All lines containing the string "Create" must be copied from the entries.

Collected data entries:
────────────────────────────────────────
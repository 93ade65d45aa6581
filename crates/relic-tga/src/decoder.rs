/*
 * Copyright (c) 2023.
 *
 * This software is free software;
 *
 * You can redistribute it or modify it under terms of the MIT, Apache License or Zlib license
 */

// Layout of a Targa file
// - An 18 byte header, see `TgaHeader`.
// - `id_length` bytes of free form image id.
// - The color map, `color_map_length` entries of 15, 16, 24 or 32 bits.
//   Present whenever the color map type is 1, even for true color images.
// - Pixel data, raw or run length encoded, bottom row first unless the
//   descriptor has the upper origin bit set.
// - An optional footer and extension area, not read.

use alloc::vec;

use relic_core::buffer::{ColorKey, PixelBuffer, PixelFormat, PixelLayout};
use relic_core::bytestream::{ByteReader, ByteReaderTrait};
use relic_core::log::{trace, warn};
use relic_core::options::{ByteEndian, DecoderOptions};
use relic_core::palette::{Palette, PaletteEntry, MAX_PALETTE_ENTRIES};
use relic_core::rle::PacketRle;

use crate::header::{TgaHeader, TgaImageType, TGA_HEADER_SIZE};
use crate::TgaDecodeErrors;

/// Probe some bytes to see if they look like a TGA header
///
/// Targa has no signature so this checks that the header fields agree
/// with each other. It can accept data that is not a TGA.
pub fn probe_tga(bytes: &[u8]) -> bool {
    let header = match bytes.get(..TGA_HEADER_SIZE) {
        Some(slice) => {
            let mut store = [0_u8; TGA_HEADER_SIZE];
            store.copy_from_slice(slice);
            TgaHeader::from_bytes(store)
        }
        None => return false
    };
    let kind = match header.kind() {
        Some(kind) if kind.is_supported() => kind,
        _ => return false
    };
    if header.color_map_type > 1 || header.is_interleaved() {
        return false;
    }
    if header.width == 0 || header.height == 0 {
        return false;
    }
    if header.has_color_map() && !matches!(header.color_map_depth, 15 | 16 | 24 | 32) {
        return false;
    }
    if kind.is_indexed() {
        header.has_color_map()
            && header.pixel_depth == 8
            && (1..=MAX_PALETTE_ENTRIES).contains(&usize::from(header.color_map_length))
    } else if kind.is_greyscale() {
        header.pixel_depth == 8
    } else {
        matches!(header.pixel_depth, 15 | 16 | 24 | 32)
    }
}

/// A Truevision TGA decoder
///
/// # Usage
/// ```no_run
/// use relic_core::bytestream::ByteCursor;
/// use relic_tga::TgaDecoder;
///
/// fn main() -> Result<(), relic_tga::TgaDecodeErrors> {
///     let data = std::fs::read("image.tga").unwrap();
///     let mut decoder = TgaDecoder::new(ByteCursor::new(data));
///     let image = decoder.decode()?;
///     println!("{}x{} {:?}", image.width(), image.height(), image.pixel_format());
///     Ok(())
/// }
/// ```
///
/// Greyscale images come out as `Indexed8` with a 256 entry grey ramp.
pub struct TgaDecoder<T>
where
    T: ByteReaderTrait
{
    stream:          ByteReader<T>,
    options:         DecoderOptions,
    decoded_headers: bool,
    start:           Option<u64>,
    header:          Option<TgaHeader>,
    palette:         Option<Palette>,
    color_key:       Option<u32>,
    data_offset:     u64
}

impl<T> TgaDecoder<T>
where
    T: ByteReaderTrait
{
    /// Create a new decoder that reads data from
    /// `data`
    pub fn new(data: T) -> TgaDecoder<T> {
        TgaDecoder::new_with_options(data, DecoderOptions::default())
    }

    /// Create a new decoder instance with specified options
    ///
    /// Respects the dimension limits, `strict_mode` and `byte_endian`
    pub fn new_with_options(data: T, options: DecoderOptions) -> TgaDecoder<T> {
        TgaDecoder {
            stream: ByteReader::new(data),
            options,
            decoded_headers: false,
            start: None,
            header: None,
            palette: None,
            color_key: None,
            data_offset: 0
        }
    }

    /// Check whether the stream starts with a plausible TGA header
    ///
    /// The stream position is left untouched
    pub fn detect(&mut self) -> bool {
        let mut header = [0_u8; TGA_HEADER_SIZE];

        match self.stream.peek_available(&mut header) {
            Ok(read) => probe_tga(&header[..read]),
            Err(_) => false
        }
    }

    /// Decode the header, image id and color map
    pub fn decode_headers(&mut self) -> Result<(), TgaDecodeErrors> {
        if self.decoded_headers {
            return Ok(());
        }
        let start = self.entry_position()?;

        if let Err(err) = self.decode_headers_inner() {
            self.restore(start);
            return Err(err);
        }
        Ok(())
    }

    /// Decode the image
    ///
    /// # Returns
    /// - A top-down pixel buffer in `Indexed8`, `Xrgb1555`, `Bgr24` or `Bgra32`
    pub fn decode(&mut self) -> Result<PixelBuffer, TgaDecodeErrors> {
        let start = self.entry_position()?;

        match self.decode_inner() {
            Ok(image) => Ok(image),
            Err(err) => {
                self.restore(start);
                Err(err)
            }
        }
    }

    /// Width and height of the image
    ///
    /// Returns `None` if headers haven't been decoded
    pub fn dimensions(&self) -> Option<(usize, usize)> {
        if !self.decoded_headers {
            return None;
        }
        self.header
            .map(|h| (usize::from(h.width), usize::from(h.height)))
    }

    /// The output pixel format
    ///
    /// Returns `None` if headers haven't been decoded
    pub fn pixel_format(&self) -> Option<PixelFormat> {
        if !self.decoded_headers {
            return None;
        }
        self.header.as_ref().and_then(output_format)
    }

    /// The file header
    pub const fn header(&self) -> Option<&TgaHeader> {
        self.header.as_ref()
    }

    /// The image type, `None` before headers are decoded
    pub fn image_type(&self) -> Option<TgaImageType> {
        self.header.and_then(|h| h.kind())
    }

    /// Palette of an indexed or greyscale image
    pub const fn palette(&self) -> Option<&Palette> {
        self.palette.as_ref()
    }

    /// Consume the decoder, returning the stream
    pub fn into_inner(self) -> T {
        self.stream.consume()
    }

    fn entry_position(&mut self) -> Result<u64, TgaDecodeErrors> {
        match self.start {
            Some(position) => Ok(position),
            None => {
                let position = self.stream.position()?;
                self.start = Some(position);
                Ok(position)
            }
        }
    }

    fn restore(&mut self, start: u64) {
        self.decoded_headers = false;
        self.header = None;
        self.palette = None;
        self.color_key = None;

        if self.stream.set_position(start).is_err() {
            warn!("Could not restore stream position to {}", start);
        }
    }

    fn decode_headers_inner(&mut self) -> Result<(), TgaDecodeErrors> {
        let header = TgaHeader::read(&mut self.stream)?;

        if header.color_map_type > 1 {
            return Err(TgaDecodeErrors::InvalidColorMapType(header.color_map_type));
        }
        let kind = header
            .kind()
            .ok_or(TgaDecodeErrors::InvalidImageType(header.image_type))?;

        if !kind.is_supported() {
            return Err(TgaDecodeErrors::UnsupportedImageType(header.image_type));
        }
        if header.is_interleaved() {
            return Err(TgaDecodeErrors::Interleaved(header.descriptor));
        }
        if header.is_right_origin() {
            return Err(TgaDecodeErrors::RightOrigin);
        }
        if kind.is_indexed() {
            if !header.has_color_map() {
                return Err(TgaDecodeErrors::MissingColorMap);
            }
            if usize::from(header.color_map_length) > MAX_PALETTE_ENTRIES {
                return Err(TgaDecodeErrors::TooManyColors(header.color_map_length));
            }
        }
        if output_format(&header).is_none() {
            return Err(TgaDecodeErrors::UnsupportedDepth(
                header.image_type,
                header.pixel_depth
            ));
        }
        trace!("Image type: {:?}", kind);
        trace!("Width: {}", header.width);
        trace!("Height: {}", header.height);
        trace!("Pixel depth: {}", header.pixel_depth);
        trace!(
            "Color map: {} entries of {} bits",
            header.color_map_length,
            header.color_map_depth
        );

        self.stream.skip(usize::from(header.id_length))?;

        if kind.is_indexed() {
            self.read_color_map(&header)?;
        } else {
            // present but unused
            self.stream.skip(header.color_map_size())?;
        }
        if kind.is_greyscale() {
            self.palette = Some(Palette::greyscale_ramp());
        }
        self.data_offset = self.stream.position()?;
        self.header = Some(header);
        self.decoded_headers = true;

        Ok(())
    }

    fn read_color_map(&mut self, header: &TgaHeader) -> Result<(), TgaDecodeErrors> {
        let length = usize::from(header.color_map_length);
        let mut raw = vec![0_u8; header.color_map_size()];
        self.stream.read_exact_bytes(&mut raw)?;

        let mut palette = Palette::with_len(length)?;
        let mut color_key = None;

        match header.color_map_depth {
            15 | 16 => {
                for (i, entry) in raw.chunks_exact(2).enumerate() {
                    let c = u16::from_le_bytes([entry[0], entry[1]]);
                    let color = PaletteEntry::new(
                        ((c >> 7) & 0xF8) as u8,
                        ((c >> 2) & 0xF8) as u8,
                        (c << 3) as u8
                    );
                    palette.set(i, color)?;
                }
            }
            depth @ (24 | 32) => {
                let size = usize::from(depth) / 8;

                for (i, entry) in raw.chunks_exact(size).enumerate() {
                    palette.set(i, PaletteEntry::new(entry[2], entry[1], entry[0]))?;

                    // a later translucent entry replaces an earlier one
                    if depth == 32 && entry[3] < 128 {
                        color_key = Some(i as u32);
                    }
                }
            }
            depth => {
                if self.options.get_strict_mode() {
                    return Err(TgaDecodeErrors::UnsupportedColorMapDepth(depth));
                }
                warn!("Unknown color map depth {}, entries left black", depth);
            }
        }
        trace!("Color key: {:?}", color_key);
        self.palette = Some(palette);
        self.color_key = color_key;

        Ok(())
    }

    fn decode_inner(&mut self) -> Result<PixelBuffer, TgaDecodeErrors> {
        if !self.decoded_headers {
            self.decode_headers_inner()?;
        }
        let header = self
            .header
            .ok_or(TgaDecodeErrors::GenericStatic("Headers not decoded"))?;
        let kind = header
            .kind()
            .ok_or(TgaDecodeErrors::InvalidImageType(header.image_type))?;
        let format = output_format(&header).ok_or(TgaDecodeErrors::UnsupportedDepth(
            header.image_type,
            header.pixel_depth
        ))?;

        let layout = PixelLayout::new(
            usize::from(header.width),
            usize::from(header.height),
            format,
            &self.options
        )?;
        let bytes_per_pixel = format.bytes_per_pixel();

        trace!("Output format: {:?}", format);

        self.stream.set_position(self.data_offset)?;

        let total = (layout.width() as u64).saturating_mul(layout.height() as u64);
        // a packet holds at most 128 pixels
        let needed = if kind.is_rle() {
            total.div_ceil(128).saturating_mul(1 + bytes_per_pixel as u64)
        } else {
            total.saturating_mul(bytes_per_pixel as u64)
        };
        self.stream.ensure_remaining(needed)?;

        let mut pixels = layout.allocate()?;

        let mut packets = PacketRle::new();
        let height = layout.height();

        for i in 0..height {
            // lower origin images store the bottom row first
            let y = if header.is_upper_origin() {
                i
            } else {
                height - 1 - i
            };
            let start = y * layout.stride();
            let row = pixels
                .get_mut(start..start + layout.row_bytes())
                .ok_or(TgaDecodeErrors::GenericStatic("Row outside of pixel store"))?;

            if kind.is_rle() {
                packets.fill_row(&mut self.stream, row, bytes_per_pixel)?;
            } else {
                self.stream.read_exact_bytes(row)?;
            }
        }
        if packets.is_pending() {
            trace!("Run length packet continues past the last row");
        }
        // stored little endian
        if bytes_per_pixel == 2 && self.options.get_byte_endian().resolve() == ByteEndian::BE {
            for pixel in pixels.chunks_exact_mut(2) {
                pixel.swap(0, 1);
            }
        }
        let palette = if format.has_palette() {
            self.palette.clone()
        } else {
            None
        };
        let mut image = PixelBuffer::new(layout, pixels, palette)?;

        // only color mapped images carry a key, true color alpha is left alone
        match self.color_key {
            Some(key) if kind.is_indexed() => {
                image = image.with_color_key(ColorKey(key))?;
            }
            _ => ()
        }
        Ok(image)
    }
}

/// Output format for the pixel depth and image type in `header`
///
/// `None` for combinations that can't be decoded
fn output_format(header: &TgaHeader) -> Option<PixelFormat> {
    let kind = header.kind()?;

    if kind.is_indexed() || kind.is_greyscale() {
        return (header.pixel_depth == 8).then_some(PixelFormat::Indexed8);
    }
    if !kind.is_true_color() {
        return None;
    }
    match header.pixel_depth {
        15 | 16 => Some(PixelFormat::Xrgb1555),
        24 => Some(PixelFormat::Bgr24),
        32 => Some(PixelFormat::Bgra32),
        _ => None
    }
}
────────────────────────────────────────
• SOLVED PROBLEM:
    /// Create a new decoder that reads data from
    /// Create a new decoder instance with specified options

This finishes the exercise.